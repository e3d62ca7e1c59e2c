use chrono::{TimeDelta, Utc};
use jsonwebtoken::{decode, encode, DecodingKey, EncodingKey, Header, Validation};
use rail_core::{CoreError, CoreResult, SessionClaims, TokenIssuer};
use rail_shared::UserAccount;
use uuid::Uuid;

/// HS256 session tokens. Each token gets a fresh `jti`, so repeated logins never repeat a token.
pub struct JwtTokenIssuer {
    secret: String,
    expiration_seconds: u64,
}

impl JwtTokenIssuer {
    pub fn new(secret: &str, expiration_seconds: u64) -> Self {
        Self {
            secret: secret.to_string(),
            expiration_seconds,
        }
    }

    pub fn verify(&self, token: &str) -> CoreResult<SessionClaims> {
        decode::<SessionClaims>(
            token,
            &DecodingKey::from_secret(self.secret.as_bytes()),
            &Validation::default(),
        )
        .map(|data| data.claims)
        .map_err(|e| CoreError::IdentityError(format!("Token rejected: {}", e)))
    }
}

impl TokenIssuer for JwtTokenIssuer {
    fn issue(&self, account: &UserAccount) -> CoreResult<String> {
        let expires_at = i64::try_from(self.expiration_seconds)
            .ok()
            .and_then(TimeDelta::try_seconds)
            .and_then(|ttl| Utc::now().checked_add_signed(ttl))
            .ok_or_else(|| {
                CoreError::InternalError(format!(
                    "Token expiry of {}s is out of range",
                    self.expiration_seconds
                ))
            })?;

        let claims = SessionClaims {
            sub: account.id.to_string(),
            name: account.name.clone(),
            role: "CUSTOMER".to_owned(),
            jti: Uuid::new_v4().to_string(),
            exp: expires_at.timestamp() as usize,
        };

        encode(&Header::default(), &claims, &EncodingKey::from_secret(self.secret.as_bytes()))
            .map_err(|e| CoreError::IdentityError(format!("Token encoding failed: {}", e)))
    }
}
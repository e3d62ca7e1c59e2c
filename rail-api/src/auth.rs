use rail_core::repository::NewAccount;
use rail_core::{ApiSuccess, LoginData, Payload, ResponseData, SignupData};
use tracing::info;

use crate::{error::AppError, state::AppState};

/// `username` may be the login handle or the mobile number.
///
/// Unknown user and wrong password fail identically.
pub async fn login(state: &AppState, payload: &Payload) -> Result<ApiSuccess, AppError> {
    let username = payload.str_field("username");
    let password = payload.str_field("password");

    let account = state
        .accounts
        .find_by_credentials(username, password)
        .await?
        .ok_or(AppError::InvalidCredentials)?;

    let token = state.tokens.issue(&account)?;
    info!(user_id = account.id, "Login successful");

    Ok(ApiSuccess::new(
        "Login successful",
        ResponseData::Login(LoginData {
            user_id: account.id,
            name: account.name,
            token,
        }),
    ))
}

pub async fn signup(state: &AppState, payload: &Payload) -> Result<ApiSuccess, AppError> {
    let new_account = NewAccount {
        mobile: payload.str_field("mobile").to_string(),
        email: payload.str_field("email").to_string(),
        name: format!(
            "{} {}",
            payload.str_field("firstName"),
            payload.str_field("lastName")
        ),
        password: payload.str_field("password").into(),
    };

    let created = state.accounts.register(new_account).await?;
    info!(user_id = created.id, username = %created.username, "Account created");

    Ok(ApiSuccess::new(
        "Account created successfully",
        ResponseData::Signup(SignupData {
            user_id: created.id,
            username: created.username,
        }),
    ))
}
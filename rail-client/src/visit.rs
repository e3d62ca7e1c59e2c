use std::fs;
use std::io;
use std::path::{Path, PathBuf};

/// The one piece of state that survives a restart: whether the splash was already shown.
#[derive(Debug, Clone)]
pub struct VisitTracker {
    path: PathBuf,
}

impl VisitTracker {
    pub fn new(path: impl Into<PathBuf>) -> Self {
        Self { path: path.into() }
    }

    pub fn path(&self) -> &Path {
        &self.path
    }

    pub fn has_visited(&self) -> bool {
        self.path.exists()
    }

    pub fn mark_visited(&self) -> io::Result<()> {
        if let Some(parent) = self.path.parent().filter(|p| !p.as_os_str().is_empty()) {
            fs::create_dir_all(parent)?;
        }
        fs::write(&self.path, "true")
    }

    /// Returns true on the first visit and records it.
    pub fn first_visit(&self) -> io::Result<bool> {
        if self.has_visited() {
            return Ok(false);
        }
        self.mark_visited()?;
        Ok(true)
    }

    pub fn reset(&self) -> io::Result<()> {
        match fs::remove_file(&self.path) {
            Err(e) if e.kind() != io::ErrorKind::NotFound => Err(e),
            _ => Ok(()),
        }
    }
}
++++++++
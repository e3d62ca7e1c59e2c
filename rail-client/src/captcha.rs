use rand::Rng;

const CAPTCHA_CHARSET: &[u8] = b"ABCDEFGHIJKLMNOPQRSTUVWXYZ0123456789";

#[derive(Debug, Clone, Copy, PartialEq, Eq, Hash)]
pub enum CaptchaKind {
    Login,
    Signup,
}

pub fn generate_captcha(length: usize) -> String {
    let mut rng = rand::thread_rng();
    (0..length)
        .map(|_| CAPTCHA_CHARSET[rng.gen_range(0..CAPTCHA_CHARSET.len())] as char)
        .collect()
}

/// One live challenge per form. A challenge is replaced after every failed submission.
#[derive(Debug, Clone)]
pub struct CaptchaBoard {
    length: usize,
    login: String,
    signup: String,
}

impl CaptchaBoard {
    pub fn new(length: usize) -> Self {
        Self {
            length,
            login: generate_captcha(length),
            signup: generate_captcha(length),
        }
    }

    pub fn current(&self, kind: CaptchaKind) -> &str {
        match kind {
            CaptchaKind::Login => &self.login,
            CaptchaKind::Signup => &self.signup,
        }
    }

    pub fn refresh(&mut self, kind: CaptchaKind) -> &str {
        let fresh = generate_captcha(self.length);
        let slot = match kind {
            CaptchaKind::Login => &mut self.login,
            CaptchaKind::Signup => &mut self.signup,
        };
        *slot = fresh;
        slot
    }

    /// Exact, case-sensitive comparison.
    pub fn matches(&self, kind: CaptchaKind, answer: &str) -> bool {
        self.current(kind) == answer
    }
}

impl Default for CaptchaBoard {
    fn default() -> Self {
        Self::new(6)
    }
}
++++++++
Exercise brief:
Find each line holding the string "path" in the listing above, then copy it.

Output for this task:
use std::path::{Path, PathBuf};
    path: PathBuf,
    pub fn new(path: impl Into<PathBuf>) -> Self {
        Self { path: path.into() }
    pub fn path(&self) -> &Path {
        &self.path
        self.path.exists()
        if let Some(parent) = self.path.parent().filter(|p| !p.as_os_str().is_empty()) {
        fs::write(&self.path, "true")
        match fs::remove_file(&self.path) {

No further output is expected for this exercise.